HR 4-Winterzauberland in der Philippsthaler Kreuzberghalle

Altstars begeistern

Auf geht’s: Gaby Baginsky (Mitte), Li Belle (rechts) und Andreas vom Duo Treibsand luden die Zuhörer in der Kreuzberghalle zum Mitsingen ein. Fotos: Henning

Philippsthal. 450 Schlagerfreunde füllten zur HR 4-Winterzauberland-Show die Kreuzberghalle. Damit ist es Hartmut Sell vom Kulturwecker bereits im vierten Jahr hintereinander gelungen, die Erfolgsshow aus Berlin nach Philippsthal zu holen. Moderator der Zauberlandshow war wie in den Jahren zuvor Bert Beel (70). Mit seinen Witzen und den Verkleidungskünsten sorgte er für reichlich Gelächter. Er parodierte nicht nur Harald Juhnke, sondern erschien auch als Conchita Wurst, Nina Hagen, Fred Sonnenschein und Andre Rieu.

Mit dem Saxophon und seiner Klarinette spielte sich Jean Drooghaag in die Herzen der Gäste. Bekannte Melodien wie „Du bist mein erster Gedanke“ oder „Seemann, lass das Träumen“ luden zum Mitsummen ein.

Gaby Baginsky hatte sich den Oldies aus den 70er Jahren verschrieben und weckte mit „Discjockey Napolitano“ oder „Spiel noch einmal für mich, Habanero“ viele Erinnerungen. Andreas, das eine Teil des Duos Treibsand, stand überraschend mit einer Partnerin auf der Bühne, da sein Gesangspartner Rüdiger krankheitsbedingt nicht auftreten konnte.

LiBelle, so der Name der jungen Dame, war 2008 vom Erfolgsproduzenten Marc Alpina beim „HR 4-Hessenstar“ entdeckt worden. Die beiden unternahmen einen gesanglichen Ausflug in die 50er Jahre.

In den Wilden Westen

Ricky King mit seiner E-Gitarre ließ die Fans bei „Rot, rot, rot sind die Rosen“ mitschunkeln oder versetzte sie beim „Bonanza-Song“ in den wilden Westen.

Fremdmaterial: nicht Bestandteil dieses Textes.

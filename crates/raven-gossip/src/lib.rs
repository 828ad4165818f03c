//! # raven-gossip
//!
//! Gossip Sync (design spec §4.9): a bounded LRU of recently observed
//! public packet hashes, a Golomb-coded set (GCS) filter summarizing that
//! seen set for reconciliation with directly connected peers, and the
//! REQUEST_SYNC scheduling/rate-limiting policy around both.
//!
//! ## Modules
//!
//! - [`seen`] — `SeenSet`, the bounded LRU of observed public packet hashes.
//! - [`gcs`] — Golomb-Rice coded set encoder/decoder and membership test.
//! - [`sync`] — `SyncScheduler`: periodic/initial sync timing and per-peer
//!   REQUEST_SYNC rate limiting.

pub mod gcs;
pub mod seen;
pub mod sync;

/// Error types for gossip sync operations.
#[derive(Debug, thiserror::Error)]
pub enum GossipError {
    /// A GCS filter's encoded byte budget was exceeded before all values
    /// could be encoded.
    #[error("GCS filter exceeds byte budget of {budget} bytes")]
    FilterTooLarge { budget: usize },

    /// Malformed GCS filter bytes.
    #[error("malformed GCS filter: {0}")]
    MalformedFilter(String),
}

pub type Result<T> = std::result::Result<T, GossipError>;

Höhepunkt des Abends war der Auftritt Bata Illics. Er erzählte, dass er sich auf dem Weg nach Philippsthal verfahren habe und bei einer Dame nach dem richtigen Weg fragen musste. Von dieser wurde er auch gleich erkannt mit den Worten: „Ach, der Karel Gott, kann ich ein Autogramm haben?“ Mit seinen Liedern wie „Ich möcht’ der Knopf an deiner Bluse sein“ oder „Candida“ brachte er Stimmung in die Halle. Für sein Lied „Schwarze Madonna“ ging er ins Publikum und landete bei Anita Hupfeld aus Heinebach, die natürlich sehr gerührt war. Mit seinen Liedern „Ich hab‘ noch Sand in den Schuhen von Hawaii“ oder „Dann gehen die Lichter aus“ verabschiedete er sich von seinen begeisterten Fans.